Required work: The answer must be every line from the entries below that contains "index".

Material provided:
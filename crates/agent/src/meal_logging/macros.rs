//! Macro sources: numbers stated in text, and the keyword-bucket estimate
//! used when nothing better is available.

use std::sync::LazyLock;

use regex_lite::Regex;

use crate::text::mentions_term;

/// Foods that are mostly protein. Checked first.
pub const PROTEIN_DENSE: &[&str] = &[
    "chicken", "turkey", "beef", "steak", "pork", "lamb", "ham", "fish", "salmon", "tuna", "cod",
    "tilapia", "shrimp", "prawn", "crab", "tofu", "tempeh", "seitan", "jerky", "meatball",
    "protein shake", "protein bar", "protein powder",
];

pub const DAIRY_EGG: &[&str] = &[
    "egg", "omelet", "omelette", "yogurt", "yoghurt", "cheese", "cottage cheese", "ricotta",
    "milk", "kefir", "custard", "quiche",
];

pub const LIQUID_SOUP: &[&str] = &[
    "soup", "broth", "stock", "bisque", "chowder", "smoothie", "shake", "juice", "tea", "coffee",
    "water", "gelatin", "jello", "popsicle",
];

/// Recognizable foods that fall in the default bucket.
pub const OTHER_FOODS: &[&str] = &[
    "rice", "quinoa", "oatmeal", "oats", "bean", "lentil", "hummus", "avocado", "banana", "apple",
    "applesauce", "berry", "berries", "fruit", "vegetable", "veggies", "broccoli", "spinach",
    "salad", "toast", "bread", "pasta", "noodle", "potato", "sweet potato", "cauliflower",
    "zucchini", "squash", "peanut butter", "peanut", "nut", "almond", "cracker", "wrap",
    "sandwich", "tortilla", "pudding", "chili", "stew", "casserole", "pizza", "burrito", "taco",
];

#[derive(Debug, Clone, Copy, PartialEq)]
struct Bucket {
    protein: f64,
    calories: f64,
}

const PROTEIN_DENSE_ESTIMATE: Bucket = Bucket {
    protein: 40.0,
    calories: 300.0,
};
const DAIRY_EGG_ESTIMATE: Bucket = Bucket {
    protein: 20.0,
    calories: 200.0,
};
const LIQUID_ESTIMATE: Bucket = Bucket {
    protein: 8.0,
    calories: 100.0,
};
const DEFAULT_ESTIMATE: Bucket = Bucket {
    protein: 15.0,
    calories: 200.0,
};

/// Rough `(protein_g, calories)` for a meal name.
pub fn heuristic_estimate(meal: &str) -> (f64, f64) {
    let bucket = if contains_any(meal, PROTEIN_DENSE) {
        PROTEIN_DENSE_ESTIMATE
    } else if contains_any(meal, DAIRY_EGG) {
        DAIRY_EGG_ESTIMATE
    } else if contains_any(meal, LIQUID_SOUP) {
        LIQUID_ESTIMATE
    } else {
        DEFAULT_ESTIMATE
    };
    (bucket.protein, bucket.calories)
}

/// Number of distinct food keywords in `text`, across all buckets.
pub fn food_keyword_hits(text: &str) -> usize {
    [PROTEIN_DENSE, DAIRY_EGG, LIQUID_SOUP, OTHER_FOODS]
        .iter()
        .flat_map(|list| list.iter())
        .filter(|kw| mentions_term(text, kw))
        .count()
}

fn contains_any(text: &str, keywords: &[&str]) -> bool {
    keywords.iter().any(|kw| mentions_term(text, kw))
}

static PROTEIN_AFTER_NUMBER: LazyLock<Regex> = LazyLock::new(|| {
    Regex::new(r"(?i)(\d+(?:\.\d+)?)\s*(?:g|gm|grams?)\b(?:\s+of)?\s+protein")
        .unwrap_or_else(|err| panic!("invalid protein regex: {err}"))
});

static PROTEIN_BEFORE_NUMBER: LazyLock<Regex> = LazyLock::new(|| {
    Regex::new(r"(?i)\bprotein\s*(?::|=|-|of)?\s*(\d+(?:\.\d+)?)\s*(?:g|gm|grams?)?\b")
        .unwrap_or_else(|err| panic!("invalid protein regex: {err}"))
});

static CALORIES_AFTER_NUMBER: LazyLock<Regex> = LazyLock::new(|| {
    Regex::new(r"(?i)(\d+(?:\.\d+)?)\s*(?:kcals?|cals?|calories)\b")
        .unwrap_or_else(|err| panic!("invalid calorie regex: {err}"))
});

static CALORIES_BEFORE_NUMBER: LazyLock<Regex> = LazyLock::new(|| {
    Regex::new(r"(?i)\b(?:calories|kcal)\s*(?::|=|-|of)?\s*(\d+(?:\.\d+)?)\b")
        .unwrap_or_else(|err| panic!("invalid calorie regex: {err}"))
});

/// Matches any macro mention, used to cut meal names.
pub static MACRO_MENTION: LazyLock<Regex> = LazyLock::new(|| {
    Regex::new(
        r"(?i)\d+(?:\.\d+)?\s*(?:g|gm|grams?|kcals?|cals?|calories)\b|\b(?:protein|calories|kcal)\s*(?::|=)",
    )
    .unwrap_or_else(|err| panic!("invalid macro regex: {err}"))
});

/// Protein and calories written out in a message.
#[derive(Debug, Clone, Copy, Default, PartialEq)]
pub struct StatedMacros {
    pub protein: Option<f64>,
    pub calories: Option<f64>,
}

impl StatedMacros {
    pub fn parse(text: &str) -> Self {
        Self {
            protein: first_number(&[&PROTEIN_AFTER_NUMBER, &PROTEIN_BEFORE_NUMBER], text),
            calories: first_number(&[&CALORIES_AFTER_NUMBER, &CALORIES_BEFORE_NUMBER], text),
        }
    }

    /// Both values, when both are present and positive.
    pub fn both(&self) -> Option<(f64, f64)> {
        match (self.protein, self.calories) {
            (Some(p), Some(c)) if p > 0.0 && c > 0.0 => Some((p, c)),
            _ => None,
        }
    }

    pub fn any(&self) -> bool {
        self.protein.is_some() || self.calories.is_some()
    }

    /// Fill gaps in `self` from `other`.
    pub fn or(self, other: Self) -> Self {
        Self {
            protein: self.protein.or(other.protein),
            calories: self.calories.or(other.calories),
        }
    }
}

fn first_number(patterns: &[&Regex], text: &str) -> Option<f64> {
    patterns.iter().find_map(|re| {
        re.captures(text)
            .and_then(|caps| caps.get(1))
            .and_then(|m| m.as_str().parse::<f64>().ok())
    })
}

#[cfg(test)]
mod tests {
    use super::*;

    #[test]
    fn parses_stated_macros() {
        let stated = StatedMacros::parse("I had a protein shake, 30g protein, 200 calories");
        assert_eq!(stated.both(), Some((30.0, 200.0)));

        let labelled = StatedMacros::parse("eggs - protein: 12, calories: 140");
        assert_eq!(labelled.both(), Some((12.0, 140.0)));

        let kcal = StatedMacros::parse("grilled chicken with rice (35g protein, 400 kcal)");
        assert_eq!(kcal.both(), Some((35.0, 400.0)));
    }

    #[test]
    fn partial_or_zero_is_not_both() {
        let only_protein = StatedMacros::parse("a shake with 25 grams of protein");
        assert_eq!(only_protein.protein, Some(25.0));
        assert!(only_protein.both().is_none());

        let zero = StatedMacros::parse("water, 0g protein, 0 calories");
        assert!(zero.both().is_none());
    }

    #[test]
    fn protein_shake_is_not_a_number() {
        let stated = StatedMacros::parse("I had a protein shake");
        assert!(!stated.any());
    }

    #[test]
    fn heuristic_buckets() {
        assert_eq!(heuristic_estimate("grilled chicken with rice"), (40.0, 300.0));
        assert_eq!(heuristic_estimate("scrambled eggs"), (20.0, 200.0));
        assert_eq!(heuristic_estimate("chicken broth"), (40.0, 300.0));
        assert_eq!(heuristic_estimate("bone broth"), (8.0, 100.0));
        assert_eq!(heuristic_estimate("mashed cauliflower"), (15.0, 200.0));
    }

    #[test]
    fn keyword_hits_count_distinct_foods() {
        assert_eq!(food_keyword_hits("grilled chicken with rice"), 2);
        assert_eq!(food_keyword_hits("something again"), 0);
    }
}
---
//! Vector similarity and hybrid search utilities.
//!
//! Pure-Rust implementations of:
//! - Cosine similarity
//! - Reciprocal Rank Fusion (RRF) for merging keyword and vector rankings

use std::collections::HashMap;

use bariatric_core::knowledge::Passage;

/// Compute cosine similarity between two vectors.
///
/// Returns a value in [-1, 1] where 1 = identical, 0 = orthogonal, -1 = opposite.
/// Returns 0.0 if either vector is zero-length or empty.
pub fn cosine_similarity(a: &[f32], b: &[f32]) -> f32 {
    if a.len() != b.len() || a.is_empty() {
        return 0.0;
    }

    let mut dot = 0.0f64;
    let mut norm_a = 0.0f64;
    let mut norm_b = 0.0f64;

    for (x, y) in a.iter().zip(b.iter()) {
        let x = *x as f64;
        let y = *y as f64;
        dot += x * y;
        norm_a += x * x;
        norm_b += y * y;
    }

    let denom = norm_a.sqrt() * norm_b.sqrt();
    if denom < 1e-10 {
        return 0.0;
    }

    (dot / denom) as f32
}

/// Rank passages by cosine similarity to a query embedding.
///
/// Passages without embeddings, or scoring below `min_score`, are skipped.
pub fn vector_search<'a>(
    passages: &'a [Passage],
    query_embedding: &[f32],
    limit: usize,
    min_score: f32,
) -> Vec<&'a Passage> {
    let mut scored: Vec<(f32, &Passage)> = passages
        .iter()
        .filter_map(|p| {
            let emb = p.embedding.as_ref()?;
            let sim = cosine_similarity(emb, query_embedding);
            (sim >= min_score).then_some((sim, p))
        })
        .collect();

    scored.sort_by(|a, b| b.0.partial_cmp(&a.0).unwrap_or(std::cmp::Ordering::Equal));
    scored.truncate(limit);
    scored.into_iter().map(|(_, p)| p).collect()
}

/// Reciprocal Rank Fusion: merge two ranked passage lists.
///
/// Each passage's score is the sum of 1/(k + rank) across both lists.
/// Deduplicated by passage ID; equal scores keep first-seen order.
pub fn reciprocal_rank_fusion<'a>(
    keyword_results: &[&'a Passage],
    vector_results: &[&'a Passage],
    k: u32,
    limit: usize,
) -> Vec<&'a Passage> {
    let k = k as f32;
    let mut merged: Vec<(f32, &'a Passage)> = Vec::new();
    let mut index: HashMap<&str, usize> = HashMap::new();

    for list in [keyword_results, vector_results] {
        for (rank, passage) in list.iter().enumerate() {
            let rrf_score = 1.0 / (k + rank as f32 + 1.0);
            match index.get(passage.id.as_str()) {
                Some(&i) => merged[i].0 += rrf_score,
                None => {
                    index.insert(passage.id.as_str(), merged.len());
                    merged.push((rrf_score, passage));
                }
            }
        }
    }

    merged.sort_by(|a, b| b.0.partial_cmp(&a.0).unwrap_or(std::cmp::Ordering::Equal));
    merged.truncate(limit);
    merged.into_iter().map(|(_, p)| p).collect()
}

Answer for this exercise:
    let mut index: HashMap<&str, usize> = HashMap::new();
            match index.get(passage.id.as_str()) {
                    index.insert(passage.id.as_str(), merged.len());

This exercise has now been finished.